■ Required action
The answer must be an exact reproduction of all the entries.

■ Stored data
###
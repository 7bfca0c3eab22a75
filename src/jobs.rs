use std::fmt;
use std::ops::{Deref, DerefMut};
use std::sync::{Arc, Mutex, MutexGuard, PoisonError};

use crate::error::{Result, ShellError};
use crate::job_control::Pid;

/// The lifecycle state of a tracked job.
#[derive(Debug, Clone, Copy, PartialEq, Eq)]
pub(crate) enum JobState {
    /// Holds the terminal while the shell waits on it. Never stored in the registry.
    Foreground,
    Background,
    Stopped,
}

impl JobState {
    pub(crate) fn as_str(self) -> &'static str {
        match self {
            JobState::Foreground => "Foreground",
            JobState::Background => "Background",
            JobState::Stopped => "Stopped",
        }
    }
}

impl fmt::Display for JobState {
    fn fmt(&self, f: &mut fmt::Formatter<'_>) -> fmt::Result {
        f.write_str(self.as_str())
    }
}

/// A single tracked background or stopped process group.
#[derive(Debug, Clone, PartialEq)]
pub(crate) struct Job {
    pub(crate) pgid: Pid,
    pub(crate) command: String,
    pub(crate) state: JobState,
}

impl Job {
    pub(crate) fn new(pgid: Pid, command: impl Into<String>, state: JobState) -> Self {
        Self {
            pgid,
            command: command.into(),
            state,
        }
    }
}

/// The shell's job table, in insertion order.
///
/// Positions are 1-based and follow iteration order, so they shift when an
/// earlier job is removed. The process-group id is the stable identity.
/// Not synchronized: go through [`SharedJobs::block`] before touching it.
#[derive(Debug, Default)]
pub(crate) struct JobRegistry {
    jobs: Vec<Job>,
}

impl JobRegistry {
    pub(crate) fn new() -> Self {
        Self { jobs: Vec::new() }
    }

    /// Append a job. Returns its position.
    pub(crate) fn insert(&mut self, job: Job) -> Result<usize> {
        let index = self.jobs.len();
        self.insert_at(index, job)
    }

    /// Insert a job at a 0-based index, clamped to the end of the table.
    /// Returns its position.
    pub(crate) fn insert_at(&mut self, index: usize, job: Job) -> Result<usize> {
        debug_assert_ne!(job.state, JobState::Foreground);
        if self.contains_group(job.pgid) {
            return Err(ShellError::DuplicateGroup(job.pgid));
        }
        let index = index.min(self.jobs.len());
        self.jobs.insert(index, job);
        Ok(index + 1)
    }

    /// Insert a job just before the first of `followers` still present, or
    /// at the end if none is left. `followers` are the groups that came
    /// after the job when it was taken out, so this restores its place in
    /// insertion order even if other jobs were removed meanwhile.
    pub(crate) fn insert_before_any(&mut self, followers: &[Pid], job: Job) -> Result<usize> {
        let index = self
            .jobs
            .iter()
            .position(|other| followers.contains(&other.pgid))
            .unwrap_or(self.jobs.len());
        self.insert_at(index, job)
    }

    #[cfg(test)]
    pub(crate) fn get(&self, position: usize) -> Option<&Job> {
        position.checked_sub(1).and_then(|i| self.jobs.get(i))
    }

    pub(crate) fn get_mut(&mut self, position: usize) -> Option<&mut Job> {
        position.checked_sub(1).and_then(|i| self.jobs.get_mut(i))
    }

    pub(crate) fn find_by_group(&mut self, pgid: Pid) -> Option<&mut Job> {
        self.jobs.iter_mut().find(|job| job.pgid == pgid)
    }

    pub(crate) fn contains_group(&self, pgid: Pid) -> bool {
        self.jobs.iter().any(|job| job.pgid == pgid)
    }

    /// Remove the job at `position`, handing it back to the caller.
    pub(crate) fn take(&mut self, position: usize) -> Option<Job> {
        let index = position.checked_sub(1)?;
        (index < self.jobs.len()).then(|| self.jobs.remove(index))
    }

    /// Remove the job owning `pgid`.
    pub(crate) fn remove(&mut self, pgid: Pid) -> Option<Job> {
        let index = self.jobs.iter().position(|job| job.pgid == pgid)?;
        Some(self.jobs.remove(index))
    }

    pub(crate) fn is_empty(&self) -> bool {
        self.jobs.is_empty()
    }

    pub(crate) fn len(&self) -> usize {
        self.jobs.len()
    }

    /// `(position, job)` pairs in the order `jobs` reports them.
    pub(crate) fn iter(&self) -> impl Iterator<Item = (usize, &Job)> {
        self.jobs.iter().enumerate().map(|(i, job)| (i + 1, job))
    }

    /// Process-group ids of every tracked job, in order.
    pub(crate) fn groups(&self) -> Vec<Pid> {
        self.jobs.iter().map(|job| job.pgid).collect()
    }
}

/// Handle to the registry shared by the command loop and the reconciler.
#[derive(Debug, Clone)]
pub(crate) struct SharedJobs {
    inner: Arc<Mutex<JobRegistry>>,
}

impl Default for SharedJobs {
    fn default() -> Self {
        Self::new()
    }
}

impl SharedJobs {
    pub(crate) fn new() -> Self {
        Self {
            inner: Arc::new(Mutex::new(JobRegistry::new())),
        }
    }

    /// Enter the exclusion scope: while the returned guard lives, no
    /// reconciliation pass can run. Not reentrant; never nest two scopes
    /// on the same thread.
    ///
    /// Every mutation leaves the table consistent, so a poisoned lock is
    /// taken over rather than propagated.
    pub(crate) fn block(&self) -> BlockedJobs<'_> {
        let guard = self.inner.lock().unwrap_or_else(PoisonError::into_inner);
        BlockedJobs { guard }
    }
}

/// The registry, borrowed for the duration of a blocking scope.
pub(crate) struct BlockedJobs<'a> {
    guard: MutexGuard<'a, JobRegistry>,
}

impl Deref for BlockedJobs<'_> {
    type Target = JobRegistry;

    fn deref(&self) -> &JobRegistry {
        &self.guard
    }
}

impl DerefMut for BlockedJobs<'_> {
    fn deref_mut(&mut self) -> &mut JobRegistry {
        &mut self.guard
    }
}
###
■ Exercise solution
repository 7bfca0c3eab22a75
filename src/jobs.rs
use std::fmt;
use std::ops::{Deref, DerefMut};
use std::sync::{Arc, Mutex, MutexGuard, PoisonError};

use crate::error::{Result, ShellError};
use crate::job_control::Pid;

/// The lifecycle state of a tracked job.
#[derive(Debug, Clone, Copy, PartialEq, Eq)]
pub(crate) enum JobState {
    /// Holds the terminal while the shell waits on it. Never stored in the registry.
    Foreground,
    Background,
    Stopped,
}

impl JobState {
    pub(crate) fn as_str(self) -> &'static str {
        match self {
            JobState::Foreground => "Foreground",
            JobState::Background => "Background",
            JobState::Stopped => "Stopped",
        }
    }
}

impl fmt::Display for JobState {
    fn fmt(&self, f: &mut fmt::Formatter<'_>) -> fmt::Result {
        f.write_str(self.as_str())
    }
}

/// A single tracked background or stopped process group.
#[derive(Debug, Clone, PartialEq)]
pub(crate) struct Job {
    pub(crate) pgid: Pid,
    pub(crate) command: String,
    pub(crate) state: JobState,
}

impl Job {
    pub(crate) fn new(pgid: Pid, command: impl Into<String>, state: JobState) -> Self {
        Self {
            pgid,
            command: command.into(),
            state,
        }
    }
}

/// The shell's job table, in insertion order.
///
/// Positions are 1-based and follow iteration order, so they shift when an
/// earlier job is removed. The process-group id is the stable identity.
/// Not synchronized: go through [`SharedJobs::block`] before touching it.
#[derive(Debug, Default)]
pub(crate) struct JobRegistry {
    jobs: Vec<Job>,
}

impl JobRegistry {
    pub(crate) fn new() -> Self {
        Self { jobs: Vec::new() }
    }

    /// Append a job. Returns its position.
    pub(crate) fn insert(&mut self, job: Job) -> Result<usize> {
        let index = self.jobs.len();
        self.insert_at(index, job)
    }

    /// Insert a job at a 0-based index, clamped to the end of the table.
    /// Returns its position.
    pub(crate) fn insert_at(&mut self, index: usize, job: Job) -> Result<usize> {
        debug_assert_ne!(job.state, JobState::Foreground);
        if self.contains_group(job.pgid) {
            return Err(ShellError::DuplicateGroup(job.pgid));
        }
        let index = index.min(self.jobs.len());
        self.jobs.insert(index, job);
        Ok(index + 1)
    }

    /// Insert a job just before the first of `followers` still present, or
    /// at the end if none is left. `followers` are the groups that came
    /// after the job when it was taken out, so this restores its place in
    /// insertion order even if other jobs were removed meanwhile.
    pub(crate) fn insert_before_any(&mut self, followers: &[Pid], job: Job) -> Result<usize> {
        let index = self
            .jobs
            .iter()
            .position(|other| followers.contains(&other.pgid))
            .unwrap_or(self.jobs.len());
        self.insert_at(index, job)
    }

    #[cfg(test)]
    pub(crate) fn get(&self, position: usize) -> Option<&Job> {
        position.checked_sub(1).and_then(|i| self.jobs.get(i))
    }

    pub(crate) fn get_mut(&mut self, position: usize) -> Option<&mut Job> {
        position.checked_sub(1).and_then(|i| self.jobs.get_mut(i))
    }

    pub(crate) fn find_by_group(&mut self, pgid: Pid) -> Option<&mut Job> {
        self.jobs.iter_mut().find(|job| job.pgid == pgid)
    }

    pub(crate) fn contains_group(&self, pgid: Pid) -> bool {
        self.jobs.iter().any(|job| job.pgid == pgid)
    }

    /// Remove the job at `position`, handing it back to the caller.
    pub(crate) fn take(&mut self, position: usize) -> Option<Job> {
        let index = position.checked_sub(1)?;
        (index < self.jobs.len()).then(|| self.jobs.remove(index))
    }

    /// Remove the job owning `pgid`.
    pub(crate) fn remove(&mut self, pgid: Pid) -> Option<Job> {
        let index = self.jobs.iter().position(|job| job.pgid == pgid)?;
        Some(self.jobs.remove(index))
    }

    pub(crate) fn is_empty(&self) -> bool {
        self.jobs.is_empty()
    }

    pub(crate) fn len(&self) -> usize {
        self.jobs.len()
    }

    /// `(position, job)` pairs in the order `jobs` reports them.
    pub(crate) fn iter(&self) -> impl Iterator<Item = (usize, &Job)> {
        self.jobs.iter().enumerate().map(|(i, job)| (i + 1, job))
    }

    /// Process-group ids of every tracked job, in order.
    pub(crate) fn groups(&self) -> Vec<Pid> {
        self.jobs.iter().map(|job| job.pgid).collect()
    }
}

/// Handle to the registry shared by the command loop and the reconciler.
#[derive(Debug, Clone)]
pub(crate) struct SharedJobs {
    inner: Arc<Mutex<JobRegistry>>,
}

impl Default for SharedJobs {
    fn default() -> Self {
        Self::new()
    }
}

impl SharedJobs {
    pub(crate) fn new() -> Self {
        Self {
            inner: Arc::new(Mutex::new(JobRegistry::new())),
        }
    }

    /// Enter the exclusion scope: while the returned guard lives, no
    /// reconciliation pass can run. Not reentrant; never nest two scopes
    /// on the same thread.
    ///
    /// Every mutation leaves the table consistent, so a poisoned lock is
    /// taken over rather than propagated.
    pub(crate) fn block(&self) -> BlockedJobs<'_> {
        let guard = self.inner.lock().unwrap_or_else(PoisonError::into_inner);
        BlockedJobs { guard }
    }
}

/// The registry, borrowed for the duration of a blocking scope.
pub(crate) struct BlockedJobs<'a> {
    guard: MutexGuard<'a, JobRegistry>,
}

impl Deref for BlockedJobs<'_> {
    type Target = JobRegistry;

    fn deref(&self) -> &JobRegistry {
        &self.guard
    }
}

impl DerefMut for BlockedJobs<'_> {
    fn deref_mut(&mut self) -> &mut JobRegistry {
        &mut self.guard
    }
}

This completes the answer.